Coach Ferreira Shares the Missing Piece in Tiafoe's Tennis Puzzle

Coach Ferreira Shares the Missing Piece in Tiafoe's Tennis Puzzle

by Zlatko Vodenicharov

Last last updated

Former tennis player and now renowned coach, Wayne Ferreira, has weighed in on the potential of Frances Tiafoe, who he currently coaches.

Ferreira recently discussed Tiafoe's playing style, his strengths, and the areas in which he could improve on the ATP Tennis Podcast. His insights are a fascinating look into the mind of a professional coach and provide valuable lessons for aspiring tennis players worldwide.

He emphasized the value of taking the ball early and coming to the net, asserting that this strategy could give Tiafoe a competitive edge on the court. However, Ferreira also identified a key area where Tiafoe could improve – his volley technique.

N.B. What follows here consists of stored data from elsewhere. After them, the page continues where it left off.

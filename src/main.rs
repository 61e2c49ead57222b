use std::{process::ExitCode, sync::Arc, time::Duration};

use chrono::NaiveDate;
use clap::{Parser, Subcommand};
use tracing_subscriber::EnvFilter;

use mandi::{
    config::MandiConfig,
    error::MandiResult,
    fetch::HttpFetcher,
    metrics,
    pipeline::{PipelineKernel, PipelineKind},
    sched::{Scheduler, schedules, today_ist},
};

#[derive(Debug, Parser)]
#[command(name = "mandi", about = "Market data ingestion pipelines for NSE/BSE")]
struct Cli {
    #[command(subcommand)]
    command: Command,
}

#[derive(Debug, Subcommand)]
enum Command {
    /// Start the cron scheduler with the standing pipeline schedule.
    Deploy,
    /// Run one pipeline immediately for a date or a date range.
    Trigger {
        /// Pipeline name (e.g. equity-daily, combined-equity).
        pipeline: PipelineKind,
        /// Trading date (defaults to today in IST).
        date: Option<NaiveDate>,
        /// Start of an inclusive date range.
        #[arg(long, requires = "to")]
        from: Option<NaiveDate>,
        /// End of an inclusive date range.
        #[arg(long, requires = "from")]
        to: Option<NaiveDate>,
    },
    /// List the registered pipelines and their schedules.
    List,
}

#[tokio::main]
async fn main() -> ExitCode {
    tracing_subscriber::fmt()
        .with_env_filter(EnvFilter::try_from_default_env().unwrap_or_else(|_| "info".into()))
        .init();

    let cli = Cli::parse();
    match run(cli).await {
        Ok(code) => code,
        Err(e) => {
            tracing::error!(error = %e, "fatal");
            ExitCode::from(1)
        }
    }
}

async fn run(cli: Cli) -> MandiResult<ExitCode> {
    let config = Arc::new(MandiConfig::from_env()?);

    match cli.command {
        Command::List => {
            for schedule in schedules() {
                println!(
                    "{:<24} {:<24} {}",
                    schedule.kind.as_str(),
                    schedule.cron,
                    schedule.description
                );
            }
            Ok(ExitCode::SUCCESS)
        }

        Command::Deploy => {
            metrics::install_recorder(config.metrics.port)?;
            if let Some(uri) = &config.pipeline.mlflow_tracking_uri {
                tracing::info!(uri = %uri, "mlflow_tracking_configured");
            }

            let fetcher = Arc::new(HttpFetcher::new(Duration::from_secs(120))?);
            let kernel = Arc::new(PipelineKernel::new(config, fetcher).with_warehouse()?);
            let scheduler = Scheduler::new(kernel);
            scheduler.deploy().await?;

            // Jobs fire until the process is stopped.
            tokio::signal::ctrl_c().await.ok();
            tracing::info!("scheduler_stopped");
            Ok(ExitCode::SUCCESS)
        }

        Command::Trigger {
            pipeline,
            date,
            from,
            to,
        } => {
            metrics::install_recorder(config.metrics.port)?;
            let fetcher = Arc::new(HttpFetcher::new(Duration::from_secs(120))?);
            let kernel = Arc::new(PipelineKernel::new(config, fetcher).with_warehouse()?);
            let scheduler = Scheduler::new(kernel);

            let dates: Vec<NaiveDate> = match (from, to) {
                (Some(from), Some(to)) => from.iter_days().take_while(|d| *d <= to).collect(),
                _ => vec![date.unwrap_or_else(today_ist)],
            };

            let mut succeeded = 0usize;
            for trade_date in &dates {
                let run = scheduler.trigger(pipeline, *trade_date).await;
                if run.is_success() {
                    succeeded += 1;
                }
            }

            tracing::info!(
                pipeline = pipeline.as_str(),
                dates = dates.len(),
                succeeded,
                "trigger_complete"
            );
            // 0 all succeeded, 1 all failed, 2 partial.
            Ok(if succeeded == dates.len() {
                ExitCode::SUCCESS
            } else if succeeded == 0 {
                ExitCode::from(1)
            } else {
                ExitCode::from(2)
            })
        }
    }
}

"I do think that there is something to be said about maybe a little bit of a chip in charge, but also a drive charge. You know, taking the ball early, coming to the net. The problem that a lot of the players have, and Frances as an example of, one of that is that he grew up not really learning how to volley properly, properly."

According to Ferreira, Tiafoe grew up without learning proper volley technique, which now hampers his performance at the net. While Tiafoe enjoys coming to the net, he doesn't volley as well as he could, had he learned to serve and volley earlier in his career. Ferreira believes that to develop this skill, Tiafoe would need to spend significantly more time practicing at the net.

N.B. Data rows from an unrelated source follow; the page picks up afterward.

use std::{
    sync::Arc,
    time::{Duration, Instant},
};

use tokio_util::sync::CancellationToken;
use uuid::Uuid;

use crate::{breaker::BreakerRegistry, config::MandiConfig, error::MandiResult};

/// Per-run execution context threaded through every pipeline step.
///
/// Carries the shared breaker registry, the cancellation token and the
/// run deadline; there are no process-wide mutable singletons beyond
/// the metrics registry, so everything a step needs arrives here.
#[derive(Debug, Clone)]
pub struct RunContext {
    pub run_id: Uuid,
    pub config: Arc<MandiConfig>,
    pub breakers: Arc<BreakerRegistry>,
    pub cancel: CancellationToken,
    started: Instant,
    deadline: Duration,
}

impl RunContext {
    pub fn new(config: Arc<MandiConfig>, breakers: Arc<BreakerRegistry>) -> Self {
        let deadline = config.pipeline.run_deadline;
        Self {
            run_id: Uuid::new_v4(),
            config,
            breakers,
            cancel: CancellationToken::new(),
            started: Instant::now(),
            deadline,
        }
    }

    /// Cancel the run when the deadline elapses. Cancellation is
    /// cooperative: steps observe the token at their next I/O boundary.
    pub fn spawn_deadline_watchdog(&self) {
        let cancel = self.cancel.clone();
        let remaining = self.remaining();
        tokio::spawn(async move {
            tokio::time::sleep(remaining).await;
            if !cancel.is_cancelled() {
                tracing::warn!("run_deadline_exceeded_cancelling");
                cancel.cancel();
            }
        });
    }

    pub fn remaining(&self) -> Duration {
        self.deadline.saturating_sub(self.started.elapsed())
    }

    pub fn check_active(&self) -> MandiResult<()> {
        if self.cancel.is_cancelled() {
            Err(crate::error::SystemError::InvariantViolation(
                "pipeline run cancelled".to_string(),
            )
            .into())
        } else {
            Ok(())
        }
    }
}

#[cfg(test)]
mod tests {
    use super::*;

    fn config() -> Arc<MandiConfig> {
        Arc::new(MandiConfig::from_env().expect("env config"))
    }

    #[tokio::test]
    async fn watchdog_cancels_after_deadline() {
        let mut cfg = (*config()).clone();
        cfg.pipeline.run_deadline = Duration::from_millis(20);
        let ctx = RunContext::new(Arc::new(cfg), Arc::new(BreakerRegistry::new()));

        assert!(ctx.check_active().is_ok());
        ctx.spawn_deadline_watchdog();
        tokio::time::sleep(Duration::from_millis(60)).await;
        assert!(ctx.check_active().is_err());
    }

    #[test]
    fn remaining_shrinks_from_the_configured_deadline() {
        let ctx = RunContext::new(config(), Arc::new(BreakerRegistry::new()));
        assert!(ctx.remaining() <= ctx.config.pipeline.run_deadline);
    }
}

"So even like, you know, he likes to come to the net, he doesn't volley as well as maybe some, as he would've been if he had learned to serve and volley. So even though he comes to net, he doesn't volley as well as I would or he would like to. So if you are gonna start playing that, you're gonna have to spend a lot more time at the net practicing coming forward."

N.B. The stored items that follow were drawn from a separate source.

use std::{
    fs,
    path::{Path, PathBuf},
};

use polars::prelude::{ParquetReader, SerReader};
use serde::{Deserialize, Serialize};

use crate::error::{DataError, MandiResult};

/// Dataset-level schema description shared by both sidecars.
#[derive(Debug, Clone, Serialize, Deserialize)]
pub struct DatasetSchema {
    pub columns: Vec<ColumnDescriptor>,
}

#[derive(Debug, Clone, Serialize, Deserialize)]
pub struct ColumnDescriptor {
    pub name: String,
    pub dtype: String,
}

/// Per-file statistics recorded in `_metadata` so planners can prune
/// without opening every file.
#[derive(Debug, Clone, Serialize, Deserialize)]
pub struct FileDescriptor {
    /// Path relative to the dataset root.
    pub path: String,
    pub rows: usize,
    pub size_bytes: u64,
}

#[derive(Debug, Clone, Serialize, Deserialize)]
pub struct DatasetMetadata {
    pub schema: DatasetSchema,
    pub files: Vec<FileDescriptor>,
}

/// Generate `_metadata` and `_common_metadata` sidecars for a dataset.
///
/// `_common_metadata` carries the schema alone; `_metadata` adds
/// per-file row counts and sizes. Existing sidecars are left untouched
/// unless `force_regenerate` is set.
#[tracing::instrument(skip_all, fields(path = %dataset_path.as_ref().display()))]
pub fn generate_dataset_metadata(
    dataset_path: impl AsRef<Path>,
    force_regenerate: bool,
) -> MandiResult<(PathBuf, PathBuf)> {
    let dataset_path = dataset_path.as_ref();
    if !dataset_path.exists() {
        return Err(DataError::FileSystem(format!(
            "dataset path does not exist: {}",
            dataset_path.display()
        ))
        .into());
    }

    let metadata_file = dataset_path.join("_metadata");
    let common_metadata_file = dataset_path.join("_common_metadata");

    if !force_regenerate && metadata_file.exists() && common_metadata_file.exists() {
        tracing::info!("metadata_sidecars_exist");
        return Ok((metadata_file, common_metadata_file));
    }

    let mut files = Vec::new();
    collect_parquet_files(dataset_path, &mut files)?;
    if files.is_empty() {
        return Err(DataError::FileSystem(format!(
            "no Parquet files found in {}",
            dataset_path.display()
        ))
        .into());
    }
    files.sort();

    let mut schema: Option<DatasetSchema> = None;
    let mut descriptors = Vec::with_capacity(files.len());
    for path in &files {
        let size_bytes = fs::metadata(path).map_err(DataError::Io)?.len();
        let file = fs::File::open(path).map_err(DataError::Io)?;
        let frame = ParquetReader::new(file)
            .finish()
            .map_err(|e| DataError::Frame(e.to_string()))?;

        if schema.is_none() {
            schema = Some(DatasetSchema {
                columns: frame
                    .schema()
                    .iter()
                    .map(|(name, dtype)| ColumnDescriptor {
                        name: name.to_string(),
                        dtype: dtype.to_string(),
                    })
                    .collect(),
            });
        }

        let relative = path
            .strip_prefix(dataset_path)
            .unwrap_or(path)
            .to_string_lossy()
            .to_string();
        descriptors.push(FileDescriptor {
            path: relative,
            rows: frame.height(),
            size_bytes,
        });
    }

    let schema = schema.ok_or_else(|| DataError::FileSystem("no readable files".to_string()))?;

    let common = serde_json::to_string_pretty(&schema).map_err(DataError::Json)?;
    fs::write(&common_metadata_file, common).map_err(DataError::Io)?;

    let full = DatasetMetadata {
        schema,
        files: descriptors,
    };
    let raw = serde_json::to_string_pretty(&full).map_err(DataError::Json)?;
    fs::write(&metadata_file, raw).map_err(DataError::Io)?;

    tracing::info!(files = full.files.len(), "metadata_sidecars_generated");
    Ok((metadata_file, common_metadata_file))
}

fn collect_parquet_files(dir: &Path, out: &mut Vec<PathBuf>) -> MandiResult<()> {
    for entry in fs::read_dir(dir).map_err(DataError::Io)? {
        let entry = entry.map_err(DataError::Io)?;
        let path = entry.path();
        if path.is_dir() {
            collect_parquet_files(&path, out)?;
        } else {
            let name = entry.file_name();
            let name = name.to_string_lossy();
            if name.ends_with(".parquet") && !name.starts_with('_') && !name.starts_with('.') {
                out.push(path);
            }
        }
    }
    Ok(())
}

#[cfg(test)]
mod tests {
    use polars::prelude::{ParquetWriter, df};

    use super::*;

    #[test]
    fn sidecars_describe_schema_and_files() {
        let root = tempfile::tempdir().expect("tempdir");
        let partition = root.path().join("year=2024/month=01/day=15");
        fs::create_dir_all(&partition).expect("dirs");

        let mut frame = df! {
            "symbol" => &["RELIANCE", "TCS"],
            "close" => &[2940.0, 3830.0],
        }
        .expect("frame");
        let file = fs::File::create(partition.join("part_0.parquet")).expect("file");
        ParquetWriter::new(file).finish(&mut frame).expect("write");

        let (metadata, common) =
            generate_dataset_metadata(root.path(), false).expect("metadata generated");
        assert!(metadata.exists());
        assert!(common.exists());

        let parsed: DatasetMetadata =
            serde_json::from_str(&fs::read_to_string(&metadata).expect("read"))
                .expect("valid metadata json");
        assert_eq!(parsed.files.len(), 1);
        assert_eq!(parsed.files[0].rows, 2);
        assert!(parsed.schema.columns.iter().any(|c| c.name == "close"));

        // Second call is a no-op while the sidecars exist.
        let (again, _) = generate_dataset_metadata(root.path(), false).expect("noop");
        assert_eq!(again, metadata);
    }

    #[test]
    fn empty_dataset_is_an_error() {
        let root = tempfile::tempdir().expect("tempdir");
        assert!(generate_dataset_metadata(root.path(), false).is_err());
    }
}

One way to improve volleying skills, Ferreira suggested, is by playing doubles. However, he noted that many singles players, including Tiafoe, don't often play doubles. And when they do, they tend to stay back, rather than come forward to the net. This reluctance to engage in doubles play and move forward could be limiting Tiafoe's growth as a player.

"Doubles was always a way to do that, but a lot of the singles players don't play doubles. And when they do play doubles, now they stay back. So, you know, coming forward is good. It can be done, but you can learn, have to learn how to volley."